Given the gravity of the situation for US women, and especially women in Mississippi, the poorest state in the union, it is incomprehensible that WoLF and WHRC USA have not made a single statement or taken any action with regard to women’s impending loss of abortion rights. One cannot help but wonder how WoLF’s long-standing relationships with CNP groups such as the Alliance Defending Freedom (ADF), Heritage Foundation, and Concerned Women for America (CWA) affect their willingness to stand up for women’s right to bodily autonomy. These relationships now extend to WHRC USA via former WoLF board member, and current WHRC president, Kara Dansky.3 At the least, these two erstwhile feminist organizations should be “naming the agent,” as we say, calling out groups such as ADF for attacking female bodily autonomy and reproductive health rights.

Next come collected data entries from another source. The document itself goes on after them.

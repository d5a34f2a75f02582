extern crate ffmpeg_next as ffmpeg;

use ffmpeg::util::mathematics::rescale::Rescale;
use ffmpeg::Rational as AvRational;

/// The time base every [`crate::Packet`] and [`crate::recorder::Recorder`]
/// duration is expressed in before it is rescaled into a muxer's native time
/// base: microseconds.
pub fn pipeline_time_base() -> AvRational {
    AvRational::new(1, 1_000_000)
}

/// A timestamp or duration in the pipeline time base (microseconds), or the
/// absence of one.
///
/// [`Time::unset()`] represents both "no PTS" (e.g. a config packet) and "no
/// duration yet" (a packet awaiting its successor during duration
/// inference). Every value in this crate is already expressed in the
/// pipeline time base ([`pipeline_time_base`], 1/1,000,000s) until the
/// moment it is written to a muxer, so this type carries no `time_base`
/// field of its own.
#[derive(Debug, Clone, Copy, PartialEq, Eq)]
pub struct Time(Option<i64>);

impl Time {
    /// The wire sentinel for "unset": all bits set in the 64-bit header
    /// field.
    pub const WIRE_UNSET: u64 = u64::MAX;

    /// A timestamp with a concrete value, in microseconds.
    pub fn micros(value: i64) -> Self {
        Self(Some(value))
    }

    /// The unset sentinel.
    pub fn unset() -> Self {
        Self(None)
    }

    /// Decode a wire timestamp: `Time::WIRE_UNSET` maps to [`Time::unset()`].
    pub fn from_wire(value: u64) -> Self {
        if value == Self::WIRE_UNSET {
            Self::unset()
        } else {
            Self::micros(value as i64)
        }
    }

    /// Whether this timestamp carries a value.
    pub fn has_value(&self) -> bool {
        self.0.is_some()
    }

    /// The raw microsecond value, if set.
    pub fn value(&self) -> Option<i64> {
        self.0
    }

    /// Rescale this timestamp from the pipeline time base into `time_base`,
    /// returning `None` if the timestamp is unset.
    pub fn rescale(&self, time_base: AvRational) -> Option<i64> {
        self.0
            .map(|time| time.rescale(pipeline_time_base(), time_base))
    }

    /// Build a [`Time`] from a raw value expressed in `from_base`, rescaling
    /// it into the pipeline time base (microseconds). Used to bring a
    /// decoder's native-time-base frame PTS back into pipeline time.
    pub fn from_rescaled(value: Option<i64>, from_base: AvRational) -> Self {
        Self(value.map(|time| time.rescale(from_base, pipeline_time_base())))
    }
}

impl std::ops::Sub for Time {
    type Output = Option<i64>;

    /// The delta `self - rhs` in microseconds, or `None` if either side is
    /// unset. Used by the recorder's duration-inference algorithm.
    fn sub(self, rhs: Time) -> Option<i64> {
        match (self.0, rhs.0) {
            (Some(lhs), Some(rhs)) => Some(lhs - rhs),
            _ => None,
        }
    }
}

impl std::fmt::Display for Time {
    fn fmt(&self, f: &mut std::fmt::Formatter) -> std::fmt::Result {
        match self.0 {
            Some(time) => write!(f, "{time}us"),
            None => write!(f, "unset"),
        }
    }
}

#[cfg(test)]
mod tests {
    use super::*;

    #[test]
    fn wire_sentinel_decodes_to_unset() {
        assert!(!Time::from_wire(Time::WIRE_UNSET).has_value());
        assert_eq!(Time::from_wire(1_000).value(), Some(1_000));
    }

    #[test]
    fn delta_requires_both_sides_set() {
        assert_eq!(Time::micros(4_000) - Time::micros(1_000), Some(3_000));
        assert_eq!(Time::unset() - Time::micros(1_000), None);
        assert_eq!(Time::micros(1_000) - Time::unset(), None);
    }
}
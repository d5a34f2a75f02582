mod decoder;
mod error;
mod event;
mod ffi;
mod framing;
mod frame;
mod h264;
mod init;
mod packet;
mod recorder;
mod sink;
mod stream;
mod time;
mod video_buffer;

pub use decoder::{Decoder, DecoderBuilder};
pub use error::Error;
pub use event::Event;
pub use frame::{DecodedFrame, PixelFormat, RawFrame};
pub use init::init;
pub use packet::{Packet, PacketFlags};
pub use recorder::{ContainerFormat, Recorder, RecorderBuilder};
pub use sink::{CodecDescriptor, Interruptible, Sink};
pub use stream::Stream;
pub use time::{pipeline_time_base, Time};
pub use video_buffer::{ConsumerCallbacks, VideoBuffer};

/// Re-export the inner `ffmpeg` library, for callers that need to reach past
/// this crate's [`Sink`] boundary (e.g. to build a renderer around a
/// [`RawFrame`]).
pub use ffmpeg_next as ffmpeg;
extern crate ffmpeg_next as ffmpeg;

use ffmpeg::codec::Id as AvCodecId;
use ffmpeg::format::pixel::Pixel as AvPixel;

use crate::error::Result;
use crate::packet::Packet;

/// Describes the codec a [`Sink`] is being opened for: the `codec`
/// parameter mentioned throughout the component design. For this crate the
/// codec is always H.264/YUV420P, but the type exists so a sink
/// implementation is not hardcoded to that choice.
#[derive(Debug, Clone, Copy, PartialEq, Eq)]
pub struct CodecDescriptor {
    pub id: AvCodecId,
    pub pixel_format: AvPixel,
    pub width: u32,
    pub height: u32,
}

impl CodecDescriptor {
    /// An H.264/YUV420P descriptor for the given declared frame size.
    pub fn h264_yuv420p(width: u32, height: u32) -> Self {
        Self {
            id: AvCodecId::H264,
            pixel_format: AvPixel::YUV420P,
            width,
            height,
        }
    }
}

/// A packet consumer the [`crate::stream::Stream`] worker pushes every
/// access unit into, in a fixed declaration order (§4.1, §5).
///
/// Each sink owns its own internal concurrency: the recorder sink hands
/// packets to an asynchronous writer thread and returns immediately; the
/// decoder sink processes synchronously on the calling (stream worker)
/// thread. Both expose the same `open / push / close` contract so the
/// stream can treat them uniformly.
pub trait Sink: Send + Sync {
    /// Acquire whatever resources this sink needs (a codec context, a file,
    /// a muxer) before the first `push`.
    fn open(&self, codec: &CodecDescriptor) -> Result<()>;

    /// Consume one packet. Implementations that need to retain the packet
    /// past this call must clone it (cloning a [`Packet`] is cheap: its
    /// payload is reference-counted).
    fn push(&self, packet: &Packet) -> Result<()>;

    /// Release resources acquired in `open`. Must be safe to call even if
    /// `open` was never called or already failed.
    fn close(&self);
}

/// A capability exposed by sinks that can be unblocked mid-wait for a clean
/// shutdown. In this crate only the decoder sink implements it, to unblock
/// a renderer blocked waiting on the video buffer (§4.1, §9).
pub trait Interruptible {
    fn interrupt(&self);
}
extern crate ffmpeg_next as ffmpeg;

use std::sync::{Arc, Mutex};

use ffmpeg::codec::context::Context as AvContext;
use ffmpeg::codec::decoder::Video as AvDecoder;
use ffmpeg::codec::packet::Packet as AvPacket;
use ffmpeg::util::error::EAGAIN;
use ffmpeg::{Error as AvError, Rational as AvRational};

use crate::error::{Error, Result};
use crate::ffi;
use crate::frame::{DecodedFrame, RawFrame};
use crate::packet::Packet;
use crate::sink::{CodecDescriptor, Interruptible, Sink};
use crate::time::Time;
use crate::video_buffer::VideoBuffer;

/// Maximum number of `receive_frame` invocations attempted when draining the
/// decoder at `close`, mirroring the teacher's `DecoderSplit` drop-time
/// drain loop.
const MAX_DRAIN_ITERATIONS: u32 = 100;

/// Builds a [`Decoder`].
pub struct DecoderBuilder {
    video_buffer: Arc<VideoBuffer>,
}

impl DecoderBuilder {
    /// Create a decoder that deposits frames into `video_buffer`.
    pub fn new(video_buffer: Arc<VideoBuffer>) -> Self {
        Self { video_buffer }
    }

    pub fn build(self) -> Decoder {
        Decoder {
            video_buffer: self.video_buffer,
            state: Mutex::new(None),
        }
    }
}

/// The decoder sink: drives an `ffmpeg` codec context and offers each
/// resulting frame into a [`VideoBuffer`].
///
/// `push` is only ever called from the stream worker thread, but `state` is
/// still held behind a [`Mutex`] rather than requiring `&mut self`, so that
/// `Decoder` can implement [`Sink`] the same way the asynchronous recorder
/// does: by interior mutability, never by requiring exclusive access at the
/// call site.
pub struct Decoder {
    video_buffer: Arc<VideoBuffer>,
    state: Mutex<Option<State>>,
}

struct State {
    decoder: AvDecoder,
    time_base: AvRational,
}

impl Sink for Decoder {
    fn open(&self, codec: &CodecDescriptor) -> Result<()> {
        let av_codec = ffmpeg::decoder::find(codec.id).ok_or(Error::DecoderUnavailable)?;
        let mut context = ffi::codec_context_as(&av_codec)?;
        ffi::set_decoder_context_time_base(&mut context, crate::time::pipeline_time_base());

        let decoder = context.decoder().video().map_err(Error::BackendError)?;
        let time_base = decoder.time_base();

        *self.state.lock().unwrap() = Some(State { decoder, time_base });
        Ok(())
    }

    fn push(&self, packet: &Packet) -> Result<()> {
        let mut guard = self.state.lock().unwrap();
        let state = guard.as_mut().ok_or(Error::Closed)?;

        let mut av_packet = AvPacket::copy(packet.payload());
        av_packet.set_pts(packet.pts().rescale(state.time_base));
        av_packet.set_dts(packet.dts().rescale(state.time_base));

        state
            .decoder
            .send_packet(&av_packet)
            .map_err(Error::BackendError)?;

        if let Some(frame) = receive_frame(&mut state.decoder)? {
            let pts = Time::from_rescaled(frame.pts(), state.time_base);
            self.video_buffer
                .producer_offer_frame(DecodedFrame::new(frame, pts));
        }

        Ok(())
    }

    fn close(&self) {
        if let Some(mut state) = self.state.lock().unwrap().take() {
            if state.decoder.send_eof().is_ok() {
                for _ in 0..MAX_DRAIN_ITERATIONS {
                    match receive_frame(&mut state.decoder) {
                        Ok(Some(frame)) => {
                            let pts = Time::from_rescaled(frame.pts(), state.time_base);
                            self.video_buffer
                                .producer_offer_frame(DecodedFrame::new(frame, pts));
                        }
                        Ok(None) => break,
                        Err(_) => break,
                    }
                }
            }
        }
    }
}

impl Interruptible for Decoder {
    /// Unblocks a renderer that may be blocked consuming from the video
    /// buffer (§4.1, §9); this decoder itself never blocks on `push`.
    fn interrupt(&self) {
        self.video_buffer.interrupt();
    }
}

/// Attempt one frame receive. `EAGAIN` ("more input needed") is not an
/// error (§4.4); any other backend error is fatal.
fn receive_frame(decoder: &mut AvDecoder) -> Result<Option<RawFrame>> {
    let mut frame = RawFrame::empty();
    match decoder.receive_frame(&mut frame) {
        Ok(()) => Ok(Some(frame)),
        Err(AvError::Other { errno }) if errno == EAGAIN => Ok(None),
        Err(err) => Err(err.into()),
    }
}

#[cfg(test)]
mod tests {
    use super::*;

    #[test]
    fn close_without_open_is_a_no_op() {
        let decoder = DecoderBuilder::new(Arc::new(VideoBuffer::new())).build();
        decoder.close();
    }

    #[test]
    fn push_before_open_is_closed_error() {
        let decoder = DecoderBuilder::new(Arc::new(VideoBuffer::new())).build();
        let packet = Packet::new(
            Arc::from(&b"\x00\x00\x00\x01\x67"[..]),
            Time::unset(),
            Time::unset(),
            Default::default(),
        );
        assert!(matches!(decoder.push(&packet), Err(Error::Closed)));
    }
}
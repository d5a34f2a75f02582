/// Events posted by [`crate::stream::Stream`] onto the `mpsc::Sender<Event>`
/// supplied to `Stream::start`, standing in for the "opaque event queue" of
/// §6 without inventing a new external system.
#[derive(Debug, Clone, Copy, PartialEq, Eq)]
pub enum Event {
    /// The stream worker exited, for any reason: clean EOF, a sink push
    /// failure, a protocol violation, or an explicit `stop()`.
    StreamStopped,
}
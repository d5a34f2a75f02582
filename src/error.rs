extern crate ffmpeg_next as ffmpeg;

use std::error;
use std::fmt;
use std::io;

use ffmpeg::Error as FfmpegError;

/// Errors produced anywhere in the pipeline: stream reading and framing, the
/// recorder, and the decoder sink. Some variants wrap the `ffmpeg` backend
/// directly in [`Error::BackendError`].
#[derive(Debug)]
pub enum Error {
    /// The socket was closed (or reached EOF) before a full frame header or
    /// payload could be read.
    Io(io::Error),
    /// A chunk header declared a payload length of zero, which violates the
    /// wire protocol.
    EmptyPayload,
    /// A sink rejected a packet or closed before the stream was done pushing
    /// to it.
    SinkFailed,
    /// The first packet pushed to the recorder did not carry the unset PTS
    /// sentinel, i.e. it was not a config packet.
    NotAConfigPacket,
    /// The requested container format is not a muxer this crate supports.
    MuxerUnavailable,
    /// No decoder is registered for the requested codec.
    DecoderUnavailable,
    /// Allocating a codec, format, or buffer context failed.
    Alloc,
    /// Opening the output file for write failed.
    OpenFailed,
    /// A push was attempted after the component already failed.
    AlreadyFailed,
    /// A push was attempted after `close` was called.
    Closed,
    /// The extradata carried by the config packet could not be parsed.
    InvalidExtraData,
    /// The stream ended before a single packet was read.
    ReadExhausted,
    /// Error surfaced by the `ffmpeg` backend (codec, muxer, or scaler).
    BackendError(FfmpegError),
}

impl error::Error for Error {
    fn source(&self) -> Option<&(dyn error::Error + 'static)> {
        match self {
            Error::Io(internal) => Some(internal),
            Error::BackendError(internal) => Some(internal),
            _ => None,
        }
    }
}

impl fmt::Display for Error {
    fn fmt(&self, f: &mut fmt::Formatter) -> fmt::Result {
        match self {
            Error::Io(internal) => write!(f, "socket I/O error: {internal}"),
            Error::EmptyPayload => write!(f, "chunk header declares zero-length payload"),
            Error::SinkFailed => write!(f, "sink push failed"),
            Error::NotAConfigPacket => write!(f, "first packet is not a config packet"),
            Error::MuxerUnavailable => write!(f, "requested container format has no muxer"),
            Error::DecoderUnavailable => write!(f, "no decoder registered for requested codec"),
            Error::Alloc => write!(f, "allocation failed"),
            Error::OpenFailed => write!(f, "failed to open output for write"),
            Error::AlreadyFailed => write!(f, "recorder has already failed, rejecting push"),
            Error::Closed => write!(f, "component is closed"),
            Error::InvalidExtraData => write!(f, "codec parameters extradata is corrupted"),
            Error::ReadExhausted => write!(f, "stream exhausted"),
            Error::BackendError(internal) => internal.fmt(f),
        }
    }
}

impl From<FfmpegError> for Error {
    fn from(internal: FfmpegError) -> Error {
        Error::BackendError(internal)
    }
}

impl From<io::Error> for Error {
    fn from(internal: io::Error) -> Error {
        Error::Io(internal)
    }
}

pub type Result<T> = std::result::Result<T, Error>;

Because it doesn’t stop with abortion rights. CNP network groups have already begun the attack on access to birth control. The Supreme Court ruled in favor of ADF’s client in Burwell v Hobby Lobby (2014), exempting, on the basis of religious freedom, the craft store chain from the Affordable Care Act mandate to include birth control in employee health care plans. They will also be coming for our lesbian sisters.
It’s past time for WoLF and WHRC USA to distance themselves from CNP groups. The harms women and girls will experience from the ascendancy of the radical right will far outweigh any short-term gains made by allying with them on the gender identity issue. Our foremothers built a strong feminist movement without attaching themselves to powerful patriarchs. We can do the same.
UPDATE: WHRC USA today (12/13/21) published a blog post about abortion on their site. Written by Lauren Levey, WHRC USA vice president, the post summarizes the two cases recently before the Supreme Court, affirms that Article 3 of the Declaration does mean abortion rights, and reviews her experiences as a 2nd waver that she discussed on the Green Flame podcast.
Although WHRC USA board President Kara Dansky and several other WHRC women attended the protest, they did not do so as representatives of that organization. They did so as a group from Terf Collective which they called “Terfs Take Back Abortion Rights.”
Faludi, Susan. 1991. Backlash: The Undeclared War Against American Women. Crown Publishing Group.
Dansky was working with a coalition of groups on the Idaho bill banning males from competing in female sport when she left WoLF and came to WHRC USA. She wished to continue that work, and offered WHRC USA full disclosure: the Title IX coalition includes Heritage Foundation, ADF, and CWA. As WHRC USA board president, Dansky regularly networks with these groups.